Several people have tried to develop projects that get more women interested in technology.

But frankly, it's probably become worse for women now than it even was 30 years ago.

In the real technical space, it's very hard for women to succeed - the role models are the wrong type.

Sadly, currently - there's not a lot of money in inspiring a generation of women.

Women need to be paid properly to turn up, to offer advice and leadership thinking.

We have so much value to give but it requires enlightened colleagues to realise the criticality and impact that’s possible.

The Psycho History Of Web Science

Science Fiction aficionados will need no explanation but Web Science draws on many similarities with Foundation and Empire.

In the book Asimov tells the story of a new breed of man who creates a new force for galactic government.

The ability to forecast what people, the masses are going to do.

The Foundation hurtles into conflict with the decadent and outdated First Empire.

What ensues is a struggle for power amid the chaos of the stars.

Humankind stands at the threshold of a new, enlightened life.

But it could easily be sidelined by the old forces of barbarism.

Asimov predicts where we are - not through a lost science of psychohistory - a statistical form of mathematics that allows an individual to predict the future (and dictate it) based upon trends in human progress.
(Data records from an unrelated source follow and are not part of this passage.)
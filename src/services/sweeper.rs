use std::sync::Arc;

use chrono::Utc;
use metrics::counter;
use tokio::time::{interval, Duration, MissedTickBehavior};
use tokio_util::sync::CancellationToken;

use crate::db::IntentStore;
use crate::queue::{now_ms, JobQueue};

use super::notifier::{format_dead_letter, Notifier};

/// PENDING rows failed per sweep.
pub const EXPIRY_BATCH: i64 = 25;

#[derive(Debug, Clone, Copy, Default, PartialEq, Eq)]
pub struct SweepReport {
    pub expired: usize,
    pub reclaimed: usize,
    pub promoted: usize,
}

/// Housekeeping that keeps the intent table and the queue honest.
pub struct Sweeper {
    queue: JobQueue,
    intents: Arc<dyn IntentStore>,
    notifier: Option<Arc<Notifier>>,
}

impl Sweeper {
    pub fn new(queue: JobQueue, intents: Arc<dyn IntentStore>, notifier: Option<Arc<Notifier>>) -> Self {
        Self {
            queue,
            intents,
            notifier,
        }
    }

    /// One pass: expire stale PENDING intents, dead-letter abandoned claims, promote due
    /// retries. Each step runs even if an earlier one failed.
    pub async fn sweep_once(&self) -> SweepReport {
        let mut report = SweepReport::default();

        match self.intents.expire_pending(Utc::now(), EXPIRY_BATCH).await {
            Ok(keys) => {
                report.expired = keys.len();
                if !keys.is_empty() {
                    counter!("intents_expired_total").increment(keys.len() as u64);
                    tracing::info!(count = keys.len(), "Expired pending intents");
                }
            }
            Err(e) => tracing::error!(error = %e, "Sweeper: failed to expire pending intents"),
        }

        match self.queue.reclaim_stale(now_ms()).await {
            Ok(moved) => {
                report.reclaimed = moved.len();
                for dlq in &moved {
                    let key = &dlq.entry.payload.idempotency_key;
                    if let Err(e) = self.intents.mark_failed(key, &dlq.reason).await {
                        tracing::error!(key = %key, error = %e, "Sweeper: failed to mark reclaimed intent");
                    }
                    if let Some(notifier) = &self.notifier {
                        notifier.send(&format_dead_letter(dlq)).await;
                    }
                }
            }
            Err(e) => tracing::error!(error = %e, "Sweeper: reclaim failed"),
        }

        match self.queue.promote_due(now_ms()).await {
            Ok(n) => {
                report.promoted = n;
                if n > 0 {
                    tracing::debug!(count = n, "Promoted delayed retries");
                }
            }
            Err(e) => tracing::error!(error = %e, "Sweeper: promote failed"),
        }

        // refreshes the queue gauges
        if let Err(e) = self.queue.stats().await {
            tracing::warn!(error = %e, "Sweeper: queue stats unavailable");
        }

        report
    }

    pub async fn run(self, every: Duration, cancel: CancellationToken) {
        let mut ticker = interval(every);
        ticker.set_missed_tick_behavior(MissedTickBehavior::Delay);
        tracing::info!(interval_ms = every.as_millis() as u64, "Sweeper started");

        loop {
            tokio::select! {
                _ = cancel.cancelled() => break,
                _ = ticker.tick() => {
                    self.sweep_once().await;
                }
            }
        }
        tracing::info!("Sweeper stopped");
    }
}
There are characters that are clearly the archetype for many current villains.

“We could have called the ability to forecast what people would do psychohistory - but instead we called it websites” - Dame Wendy Hall

PART TWO 

The Becoming - A Woman In Science

I was the first in my family to go to university - a typical baby boomer.

At the end of the Second World War, my family knew nothing about universities.

I was really excited to go and initially for all the typical reasons.

In my day women went to university to find a husband and get married.

In the 70s, inside the universities, it was assumed that women didn't think about a further career. 

I didn't see it as the beginning of a career either.

It was about having a bit of freedom before I settled down into a family.

But my view changed as the society around me changed.

It was quite an age.

It was the dawn of the feminist period - the bra-burning era - a very different context to the world of today. 

Suddenly we would be reading about people like Germaine Greer - she was a bit ahead of me.

They were genuine trailblazers with lasers that shone sharp lights on long-standing inequities.

This inspired very different thoughts in me, sparking my imagination and showing me a path to follow. 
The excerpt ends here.